Recovering Imaginal Language in Psychology
From James Hillman's Re-Visioning Psychology (1975) & Myth of Analysis (1972)
“Even psychotherapy, which began as a talking cure—the rediscovery of the oral tradition of telling one's story—is abandoning language for touch, cry, and gesture. We dare not be eloquent. To be passionate, psychotherapy now says we must be physical or primitive. Such psychotherapy promotes a new barbarism. Our semantic anxiety has made us forget that words, too, burn and become flesh as we speak.
A new angelology of words is needed so that we may once again have faith in them. Without the inherence of the angel in the word—and angel means originally “emissary,” “message-bearer”— how can we utter anything but personal opinions, things made up in our subjective minds? How can anything of worth and soul be conveyed from one psyche to another, as in a conversation, a letter, or a book, if archetypal significances are not carried in the depths of our words?
“We need to recall the angel aspect of the word, recognizing words as independent carriers of soul between people. We need to recall that we do not just make words up or learn them in school, or ever have them fully under control. Words, like angels, are powers which have invisible power over us. They are personal presences which have whole mythologies: genders, genealogies (etymologies concerning origins and creations), histories, and vogues; and their own guarding, blaspheming, creating, and annihilating effects. For words are persons. This aspect of the word transcends their nominalistic definitions and contexts and evokes in our souls a universal resonance.
“Man is half-angel because he can speak. The more we distrust speech in therapy or the capacity of speech to be therapeutic, the closer we are to an absorption into the fantasy of the archetypal subhuman, and the sooner the archetypal barbarian strides into the communication ruins of a culture that refused eloquence as a mirror of its soul.”
(Re-Visioning Psychology, 217-218)
“While other nineteenth-century investigators were polluting the archaic, natural, and mythic in the outer world, psychology was doing much the same to the archaic, natural, and mythic within.
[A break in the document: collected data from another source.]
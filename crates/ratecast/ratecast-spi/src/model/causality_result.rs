//! Causality screening outcome.

use serde::{Deserialize, Serialize};

/// Screening decision for one candidate feature.
#[derive(Debug, Clone, Copy, PartialEq, Eq, Serialize, Deserialize)]
#[serde(rename_all = "snake_case")]
pub enum CausalityDecision {
    /// p-value below the threshold, feature kept
    Retained,
    /// Tested but not significant, feature dropped
    Insignificant,
    /// Could not be tested, feature dropped
    Untestable,
}

impl std::fmt::Display for CausalityDecision {
    fn fmt(&self, f: &mut std::fmt::Formatter<'_>) -> std::fmt::Result {
        let s = match self {
            CausalityDecision::Retained => "retained",
            CausalityDecision::Insignificant => "insignificant",
            CausalityDecision::Untestable => "untestable",
        };
        write!(f, "{}", s)
    }
}

/// Result of testing whether a feature helps predict the target.
#[derive(Debug, Clone, PartialEq, Serialize, Deserialize)]
pub struct CausalityResult {
    /// Candidate feature name
    pub feature: String,
    /// Target series name
    pub target: String,
    /// Lag count of the test
    pub lag: usize,
    /// F-statistic, NaN when untestable
    pub f_statistic: f64,
    /// p-value, NaN when untestable
    pub p_value: f64,
    /// Retained or dropped
    pub decision: CausalityDecision,
    /// Why the feature could not be tested
    pub reason: Option<String>,
}

impl CausalityResult {
    /// Whether the feature survives screening
    pub fn is_retained(&self) -> bool {
        self.decision == CausalityDecision::Retained
    }
}
//! Stationarity test outcome.

use serde::{Deserialize, Serialize};

/// One unit-root test run at a given differencing order.
#[derive(Debug, Clone, PartialEq, Serialize, Deserialize)]
pub struct UnitRootAttempt {
    /// Differencing order the test was run at
    pub order: usize,
    /// ADF t-statistic
    pub statistic: f64,
    /// Approximate p-value
    pub p_value: f64,
    /// Augmentation lags used in the regression
    pub used_lag: usize,
    /// Observations in the test regression
    pub nobs: usize,
}

/// Differencing order required to make a series stationary.
#[derive(Debug, Clone, PartialEq, Serialize, Deserialize)]
pub struct StationarityResult {
    /// Name of the tested series
    pub series: String,
    /// Required differencing order
    pub d: usize,
    /// Test statistic at the accepted order
    pub statistic: f64,
    /// p-value at the accepted order
    pub p_value: f64,
    /// Augmentation lags at the accepted order
    pub used_lag: usize,
    /// Regression observations at the accepted order
    pub nobs: usize,
    /// Significance threshold used for the decision
    pub threshold: f64,
    /// Every test run, in order
    pub attempts: Vec<UnitRootAttempt>,
}

impl StationarityResult {
    /// Whether the series was stationary in levels
    pub fn is_level_stationary(&self) -> bool {
        self.d == 0
    }
}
Therapeutic depth psychology shares this blame, since it shares nineteenth-century attitudes. It gave names with a pathological bias to the animals of the imagination. We invented psychopathology and thereby labeled the memoria a madhouse. We invented the diagnoses with which we declared ourselves insane.
After subtly poisoning our own imaginal potency with this language, we complain of a cultural wasteland and loss of soul. The poison spreads; words continually fall “mentally ill” and are usurped by psychopathology, so that we can hardly use them without their new and polluted connotations: immature, dissociation, rigid, withdrawn, passive, transference, fixation, sublimation, projection (the last three notably different in alchemy), resistance, deviate, stress, dependence, inhibition, compulsion, illusion, split, tranquilized, driven, compensation, inferiority, derange, suppression, depression, repression, confusion—these words have been psychologized and pathologized in the past 150 years.
So Psyche requests the psychologist to remember his calling. Psychological remembrance is given by the kind of speech that carries remembrance within it. This language is both of culture and uncultured, is both of art and artless. It is a mythic, metaphoric language, a speech of ambiguities that is evocative and detailed, yet not definitive, not productive of dictionaries, textbooks, or even abstract descriptions. Rather, it is a speech that leads to participation, in the Platonic sense, in and with the thing spoken of, a speech of stories and insights which evoke, in the other who listens, new stories and new insights, the way one poem and one tune ignite another verse and another song.
It is conversation, letters, tales, in which we reveal our dreams and fantasies—and our psychopathology. It evokes, calls forth, and creates psyche as it speaks. It speaks of mood: of “sadness” and “despair” before “depression”; of “rage” before “aggression”; of “fear,” “panic,” and “anguish” before “anxiety attacks.” This speech is “not fashioned in schools,” and it will be “simple and rude,” as Tertullian said. It will have “corporeal similitudes,” that is, body images, speaking from and reaching to the imaginal body in order to provoke the soul's movements. It must be speech that works as an “imaginative agent,” stirring fantasy. Such speech has impact because it carries body in it; it is speech alive, the word itself alive, not a description about a psychic state by a psychologist, not carefully defined, but freely imagined….
Such speech meets every human at the ultimate levels, beyond education, age, or region, just as the themes of our dreams, panics, and passions are common to all humanity. If the language is of the street and workshop, then psychology has already taken another step out of the consulting room. The soul's confusions and pains need words which mirror these conditions through imagination. Adequate descriptions of the soul's states will depend less upon right definition than upon accurate transmission of style.”
(Myth of Analysis, 205–206, 208)
Beautiful essay! It seems to me that if we get in touch with the fact that all our basest instincts are sourced from the same mysterious place as our most holy instincts, we realize they're not that far apart and we can easily bridge the gap between them. Seeing the archetypal or "true" value of words is part of this.